Characterization of new monoclonal antibodies that discriminate between soluble and membrane CD4 and compete with human anti-CD4 autoimmune sera

Abstract In this report we present results on immunization of hu-CD4 C57Black/6J transgenic mice with HIV-1 gp120 451 complexed with its receptor protein, CD4. In addition to development of anti-gp120 antibodies, these mice also produced two anti-CD4 monoclonal antibodies, designated T6 and T9. Both these antibodies recognize soluble CD4 but not membrane associated CD4. Their corresponding epitopes map to the D3–D4 domains of CD4. These characteristics are very similar to the HIV related anti-CD4 autoimmunity found in 10–15% of HIV-1 infected people. Therefore, 208 HIV-1 positive patients were screened for anti-CD4 humoral response of which 27 were found positive (13%).
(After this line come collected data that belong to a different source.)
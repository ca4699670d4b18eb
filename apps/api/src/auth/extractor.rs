use axum::{
    async_trait,
    extract::FromRequestParts,
    http::{header::AUTHORIZATION, request::Parts},
};

use crate::auth::store;
use crate::auth::tokens::TokenType;
use crate::errors::AppError;
use crate::models::user::UserRow;
use crate::state::AppState;

/// The user behind a valid `Authorization: Bearer <access token>` header.
/// Handlers that take this extractor reject anonymous requests with 401.
pub struct AuthUser(pub UserRow);

#[async_trait]
impl FromRequestParts<AppState> for AuthUser {
    type Rejection = AppError;

    async fn from_request_parts(parts: &mut Parts, state: &AppState) -> Result<Self, AppError> {
        let token = parts
            .headers
            .get(AUTHORIZATION)
            .and_then(|v| v.to_str().ok())
            .and_then(bearer_token)
            .ok_or(AppError::Unauthorized)?;

        let claims = state.tokens.verify(token, TokenType::Access)?;

        let mut conn = state.db.acquire().await?;
        let user = store::find_by_id(&mut conn, claims.sub)
            .await?
            .ok_or(AppError::Unauthorized)?;

        Ok(AuthUser(user))
    }
}

fn bearer_token(header: &str) -> Option<&str> {
    let (scheme, token) = header.split_once(' ')?;
    let token = token.trim();
    (scheme.eq_ignore_ascii_case("bearer") && !token.is_empty()).then_some(token)
}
Sixteen of these patients were then tested for their ability to compete with the T6 and T9 anti-CD4 monoclonal antibodies. In such experiments saturating amounts of either T6 or T9 antibodies were able to prevent 20–80% of the human serum binding to immobilized soluble CD4 in competitive ELISA tests. The T6 and T9 antibodies therefore help to define distinct CD4 epitopes associated with clinical anti-CD4 autoimmunity.